The fragility of the nuclear order
75 years later, the world is more unsafe
Seventy-five years after the nuclear bombing of Hiroshima and Nagasaki, the world looks set to enter a new and more dangerous atomic age. The nuclear non-proliferation regime that exists today is a product of the Cold War — and those circumstances exist only in the skeletal form today. India, a secondary victim of the earlier nonproliferation regime, should ensure that this time it has a seat at the high table when the rules of a new nuclear order are shaped. There are a number of reasons why the present non-proliferation order is struggling. The most important is that the original order was constructed around Washington and Moscow. These two capitals still control some 90% of the world’s nuclear armaments. But Russia’s nuclear future is limited by its small economic base. China’s arsenal, unfettered by any nuclear arms control agreement, grew 21% between 2012 and 2019, and its nuclear weapons’ budget is now the second-largest in the world. More worryingly, most estimates say Pakistan has the world’s fastest-growing nuclear warhead count. India’s is also growing, though New Delhi’s investments have been more directed at survivability and deployment than numbers. Throw in North Korea’s nuclear progress, Israel’s covert atomic arsenal, Iran’s nuclear ambitions and Japan’s potential, it becomes evident that the future of nuclear weapons lies in Asia. But Asia has no arms control treaties, poorly-articulated doctrines, no nuclear hotlines or monitoring agreements — and two of the nuclear arsenals are managed by rogue states.

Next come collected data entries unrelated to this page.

//! Window wrapper and its frame-loop adapter.
//!
//! [`Window`] owns a [`Backend`] for as long as the native window lives. Its
//! loop polls the close request, brackets each frame with begin/end and runs
//! the caller's per-frame work in between, awaiting it before the frame ends.

use std::{future::Future, pin::Pin};

use log::{debug, info, warn};

use crate::{backend::Backend, config::WindowConfig, error::EngineError, frame::Frame};

/// Future returned by an async per-frame callback.
pub type FrameFuture<'f> = Pin<Box<dyn Future<Output = anyhow::Result<()>> + 'f>>;

pub struct Window<B: Backend> {
    backend: B,
    config: WindowConfig,
    open: bool,
    frames: u64,
}

impl<B: Backend> Window<B> {
    /// Create the native window. No loop can run if this fails.
    pub fn open(mut backend: B, config: WindowConfig) -> Result<Self, EngineError> {
        config.validate()?;
        backend.init_window(config.width, config.height, &config.title)?;
        info!(
            "opened window '{}' ({}x{})",
            config.title, config.width, config.height
        );
        Ok(Self {
            backend,
            config,
            open: true,
            frames: 0,
        })
    }

    pub fn config(&self) -> &WindowConfig {
        &self.config
    }

    pub fn backend(&self) -> &B {
        &self.backend
    }

    pub fn is_ready(&self) -> bool {
        self.open && self.backend.is_window_ready()
    }

    /// Close-request state. A released window always reports `true`.
    pub fn should_close(&mut self) -> bool {
        !self.open || self.backend.window_should_close()
    }

    /// Frames rendered over the lifetime of this window.
    pub fn frames_rendered(&self) -> u64 {
        self.frames
    }

    /// Release the native window. Only the first call reaches the backend.
    pub fn close(&mut self) -> Result<(), EngineError> {
        if !self.open {
            return Ok(());
        }
        self.open = false;
        self.backend.close_window()?;
        info!("closed window '{}'", self.config.title);
        Ok(())
    }

    /// Run frames until the close request is raised, awaiting `per_frame`
    /// inside each one. Returns the number of frames rendered.
    ///
    /// On normal exit the window is released. If `per_frame` fails, the frame
    /// is still ended and the error is returned with the window left open.
    pub async fn game_loop_async<S, F>(
        &mut self,
        state: &mut S,
        mut per_frame: F,
    ) -> Result<u64, EngineError>
    where
        F: for<'f> FnMut(Frame<'f, B>, &'f mut S) -> FrameFuture<'f>,
    {
        self.backend.set_target_fps(self.config.target_fps);
        let (width, height) = (self.config.width, self.config.height);

        let mut rendered = 0;
        while !self.should_close() {
            self.backend.begin_drawing();
            let outcome = {
                let frame = Frame::new(&mut self.backend, rendered, width, height);
                per_frame(frame, &mut *state).await
            };
            self.backend.end_drawing();

            rendered += 1;
            self.frames += 1;

            if let Err(source) = outcome {
                debug!("frame {} failed; leaving loop", rendered - 1);
                return Err(EngineError::Frame {
                    frame: rendered - 1,
                    source,
                });
            }
        }

        info!("close requested after {rendered} frames");
        self.close()?;
        Ok(rendered)
    }

    /// Blocking form of [`game_loop_async`](Self::game_loop_async) for a
    /// synchronous callback.
    pub fn game_loop<F>(&mut self, mut per_frame: F) -> Result<u64, EngineError>
    where
        F: FnMut(Frame<'_, B>) -> anyhow::Result<()>,
    {
        pollster::block_on(self.game_loop_async(&mut per_frame, |frame, per_frame| {
            let outcome = per_frame(frame);
            Box::pin(std::future::ready(outcome)) as FrameFuture<'_>
        }))
    }

    /// Run frames with no per-frame work until the close request.
    pub fn idle_loop(&mut self) -> Result<u64, EngineError> {
        self.game_loop(|_| Ok(()))
    }
}

impl<B: Backend> Drop for Window<B> {
    fn drop(&mut self) {
        if let Err(err) = self.close() {
            warn!("failed to release window on drop: {err}");
        }
    }
}
//! Override Controller – operator-entered hazard lists.

use crate::error::Result;
use crate::gateway::Backend;
use crate::service::{DashboardService, PlanOutcome};
use crate::types::HazardList;
use log::info;
use std::sync::Arc;

/// Parse comma-separated operator input into a hazard list.
///
/// Entries are trimmed and empty entries dropped. Blank input yields an
/// empty list, which is a real override ("clear all hazards"), not a no-op.
pub fn parse_hazard_input(text: &str) -> HazardList {
    text.split(',')
        .map(str::trim)
        .filter(|s| !s.is_empty())
        .map(String::from)
        .collect()
}

/// Result of one operator submission.
#[derive(Debug, Clone, PartialEq)]
pub struct OverrideReceipt {
    /// The list exactly as sent to the backend.
    pub hazards: HazardList,
    pub outcome: PlanOutcome,
}

pub struct OverrideController<B> {
    service: Arc<DashboardService<B>>,
}

impl<B: Backend> OverrideController<B> {
    pub fn new(service: Arc<DashboardService<B>>) -> Self {
        Self { service }
    }

    /// Parse `input`, submit it, and render the response immediately.
    ///
    /// Runs independently of the poll loops; it neither waits for nor
    /// delays a tick.
    pub async fn submit(&self, input: &str) -> Result<OverrideReceipt> {
        let hazards = parse_hazard_input(input);
        info!("Operator override: {:?}", hazards);
        let outcome = self.service.submit_override(&hazards).await?;
        Ok(OverrideReceipt { hazards, outcome })
    }
}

The Donald Trump administration, in its own disjointed way, recognises that the United States (US) is held back in the Indo-Pacific by commitments it made to the Soviet Union. It sensibly scrapped the Intermediate-Range Nuclear Forces Treaty. It has a case for arguing that a new Strategic Arms Reduction Treaty should cover not only the US and Russia but also China, but lacks the diplomatic coherence to accomplish this. Any new US government will continue the re-evaluation of the present nuclear proliferation regime. India should be prepared to play a constructive role in the new evolutionary process. Resuscitating the Fissile Materials Cut-off Treaty should be on the table. The Comprehensive Nuclear Test Ban Treaty should not be seen as taboo, if the US and China ratify it. Nuclear weapons have been associated with the Cold War. But their spread and development today is firmly embedded in the evolving Indo-Pacific strategic space.